Doubts and reservations were not enough to stop Chic becoming the latest in a series of talented girls to upstage the boys this season as she coped admirably with muddy ground at Goodwood yesterday to beat Nayyir in the Celebration Mile.
In the build-up to the Group Two feature her presence in the field had been uncertain because of the rain-softened going and an hour before the race her trainer Sir Michael Stoute was questioning his judgement in letting her run. But the master of Freemason Lodge does not often get it wrong and, with the aid of a sympathetic, finely-judged ride from Kieren Fallon, Chic came from last to first to win comfortably enough in the end by a length and a quarter. The first two were a full five lengths clear of third-placed Hurricane Alan.

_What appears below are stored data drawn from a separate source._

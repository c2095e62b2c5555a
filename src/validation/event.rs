//! Validation events

use crate::domain::{Node, Shape, ShapeId, SourceLocation};
use serde::{Deserialize, Serialize};
use std::fmt;
use std::str::FromStr;
use thiserror::Error;

#[derive(Debug, Error, PartialEq)]
pub enum EventError {
    #[error("Validation event is missing required field `{0}`")]
    MissingField(&'static str),

    #[error("A suppression reason can only be set on SUPPRESSED events (event `{0}`)")]
    ReasonWithoutSuppression(String),

    #[error("Invalid validation event node: {0}")]
    InvalidNode(String),
}

/// Severity of a validation event, from least to most severe
#[derive(Debug, Clone, Copy, PartialEq, Eq, Hash, PartialOrd, Ord, Serialize, Deserialize)]
#[serde(rename_all = "UPPERCASE")]
pub enum Severity {
    Suppressed,
    Note,
    Warning,
    Danger,
    Error,
}

impl Severity {
    pub fn as_str(&self) -> &'static str {
        match self {
            Severity::Suppressed => "SUPPRESSED",
            Severity::Note => "NOTE",
            Severity::Warning => "WARNING",
            Severity::Danger => "DANGER",
            Severity::Error => "ERROR",
        }
    }
}

impl fmt::Display for Severity {
    fn fmt(&self, f: &mut fmt::Formatter<'_>) -> fmt::Result {
        write!(f, "{}", self.as_str())
    }
}

impl FromStr for Severity {
    type Err = String;

    fn from_str(s: &str) -> Result<Self, Self::Err> {
        match s.to_ascii_uppercase().as_str() {
            "SUPPRESSED" => Ok(Severity::Suppressed),
            "NOTE" => Ok(Severity::Note),
            "WARNING" => Ok(Severity::Warning),
            "DANGER" => Ok(Severity::Danger),
            "ERROR" => Ok(Severity::Error),
            _ => Err(format!(
                "Invalid severity: '{}'. Expected one of: NOTE, WARNING, DANGER, ERROR, SUPPRESSED",
                s
            )),
        }
    }
}

/// A finding produced while loading, validating or diffing a model
#[derive(Debug, Clone, PartialEq)]
pub struct ValidationEvent {
    event_id: String,
    severity: Severity,
    message: String,
    shape_id: Option<ShapeId>,
    source: SourceLocation,
    suppression_reason: Option<String>,
}

/// Serialized form of an event
#[derive(Debug, Serialize, Deserialize)]
#[serde(rename_all = "camelCase")]
struct EventRecord {
    id: String,
    severity: Severity,
    message: String,
    #[serde(default, skip_serializing_if = "Option::is_none")]
    shape_id: Option<ShapeId>,
    #[serde(default)]
    filename: String,
    #[serde(default)]
    line: u32,
    #[serde(default)]
    column: u32,
    #[serde(default, skip_serializing_if = "Option::is_none")]
    suppression_reason: Option<String>,
}

impl ValidationEvent {
    /// Creates an event with every required field set
    pub fn new(event_id: impl Into<String>, severity: Severity, message: impl Into<String>) -> Self {
        Self {
            event_id: event_id.into(),
            severity,
            message: message.into(),
            shape_id: None,
            source: SourceLocation::none(),
            suppression_reason: None,
        }
    }

    pub fn builder() -> ValidationEventBuilder {
        ValidationEventBuilder::default()
    }

    /// Attaches the event to a shape, taking its ID and source location
    pub fn with_shape(mut self, shape: &Shape) -> Self {
        self.shape_id = Some(shape.id().clone());
        self.source = shape.source().clone();
        self
    }

    pub fn with_shape_id(mut self, id: ShapeId) -> Self {
        self.shape_id = Some(id);
        self
    }

    pub fn with_source(mut self, source: SourceLocation) -> Self {
        self.source = source;
        self
    }

    pub fn with_severity(mut self, severity: Severity) -> Self {
        self.severity = severity;
        self
    }

    /// Demotes the event to SUPPRESSED, recording why
    pub fn suppress(mut self, reason: Option<String>) -> Self {
        self.severity = Severity::Suppressed;
        self.suppression_reason = reason;
        self
    }

    pub fn event_id(&self) -> &str {
        &self.event_id
    }

    pub fn severity(&self) -> Severity {
        self.severity
    }

    pub fn message(&self) -> &str {
        &self.message
    }

    pub fn shape_id(&self) -> Option<&ShapeId> {
        self.shape_id.as_ref()
    }

    pub fn source(&self) -> &SourceLocation {
        &self.source
    }

    pub fn suppression_reason(&self) -> Option<&str> {
        self.suppression_reason.as_deref()
    }

    fn to_record(&self) -> EventRecord {
        EventRecord {
            id: self.event_id.clone(),
            severity: self.severity,
            message: self.message.clone(),
            shape_id: self.shape_id.clone(),
            filename: self.source.filename.clone(),
            line: self.source.line,
            column: self.source.column,
            suppression_reason: self.suppression_reason.clone(),
        }
    }

    pub fn to_node(&self) -> Node {
        serde_json::to_value(self.to_record()).unwrap_or(Node::Null)
    }

    pub fn from_node(node: &Node) -> Result<Self, EventError> {
        let record: EventRecord = serde_json::from_value(node.clone())
            .map_err(|e| EventError::InvalidNode(e.to_string()))?;
        let mut builder = Self::builder()
            .id(record.id)
            .severity(record.severity)
            .message(record.message)
            .source(SourceLocation::new(record.filename, record.line, record.column));
        if let Some(shape_id) = record.shape_id {
            builder = builder.shape_id(shape_id);
        }
        if let Some(reason) = record.suppression_reason {
            builder = builder.suppression_reason(reason);
        }
        builder.build()
    }
}

impl fmt::Display for ValidationEvent {
    fn fmt(&self, f: &mut fmt::Formatter<'_>) -> fmt::Result {
        let shape = self
            .shape_id
            .as_ref()
            .map(ToString::to_string)
            .unwrap_or_else(|| "-".to_string());
        write!(
            f,
            "[{}] {}: {} | {} {}",
            self.severity, shape, self.message, self.event_id, self.source
        )?;
        if let Some(reason) = &self.suppression_reason {
            write!(f, " ({})", reason)?;
        }
        Ok(())
    }
}

impl Serialize for ValidationEvent {
    fn serialize<S: serde::Serializer>(&self, serializer: S) -> Result<S::Ok, S::Error> {
        self.to_record().serialize(serializer)
    }
}

/// Builds events from optional parts, checking required fields
#[derive(Debug, Default)]
pub struct ValidationEventBuilder {
    event_id: Option<String>,
    severity: Option<Severity>,
    message: Option<String>,
    shape_id: Option<ShapeId>,
    source: SourceLocation,
    suppression_reason: Option<String>,
}

impl ValidationEventBuilder {
    pub fn id(mut self, id: impl Into<String>) -> Self {
        self.event_id = Some(id.into());
        self
    }

    pub fn severity(mut self, severity: Severity) -> Self {
        self.severity = Some(severity);
        self
    }

    pub fn message(mut self, message: impl Into<String>) -> Self {
        self.message = Some(message.into());
        self
    }

    pub fn shape_id(mut self, id: ShapeId) -> Self {
        self.shape_id = Some(id);
        self
    }

    pub fn shape(mut self, shape: &Shape) -> Self {
        self.shape_id = Some(shape.id().clone());
        self.source = shape.source().clone();
        self
    }

    pub fn source(mut self, source: SourceLocation) -> Self {
        self.source = source;
        self
    }

    pub fn suppression_reason(mut self, reason: impl Into<String>) -> Self {
        self.suppression_reason = Some(reason.into());
        self
    }

    pub fn build(self) -> Result<ValidationEvent, EventError> {
        let event_id = self.event_id.ok_or(EventError::MissingField("id"))?;
        let severity = self.severity.ok_or(EventError::MissingField("severity"))?;
        let message = self.message.ok_or(EventError::MissingField("message"))?;
        if self.suppression_reason.is_some() && severity != Severity::Suppressed {
            return Err(EventError::ReasonWithoutSuppression(event_id));
        }
        Ok(ValidationEvent {
            event_id,
            severity,
            message,
            shape_id: self.shape_id,
            source: self.source,
            suppression_reason: self.suppression_reason,
        })
    }
}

The Celebration Mile is sometimes a consolation prize for a horse just below the top tier, sometimes a stepping stone to greater things. The latter is definitely the case as far as Chic is concerned and Nayyir can probably count himself doubly unlucky yesterday. The six-year-old had to cope with traffic problems before bursting clear going to the final furlong, only to be thwarted by an upwardly mobile competitor from a team in irresistible form.
All six of Chic's rivals were in front of her as the field crossed to the stands side of the track for the final three-furlong straight run for home. As Mick Kinane extricated a full-of-running Nayyir, the 5-4 favourite, from a pocket on the rails and the gelding quickened, the £58,000 prize seemed his. But then Chic began her run, cutting a diagonal swathe through the pack. For a stride or two it seemed the daughter of Machiavellian would fail, but Fallon steadied her, asked again, and found a willing partner. "It was very heavy ground and the two in front went off too quick," said the Irishman. "They could not have kept up that pace, and my filly couldn't go with them anyway early on. When Mick went I thought he had stolen the race. I was looking to peg him back and it became a case of trying to find the gaps, and they came."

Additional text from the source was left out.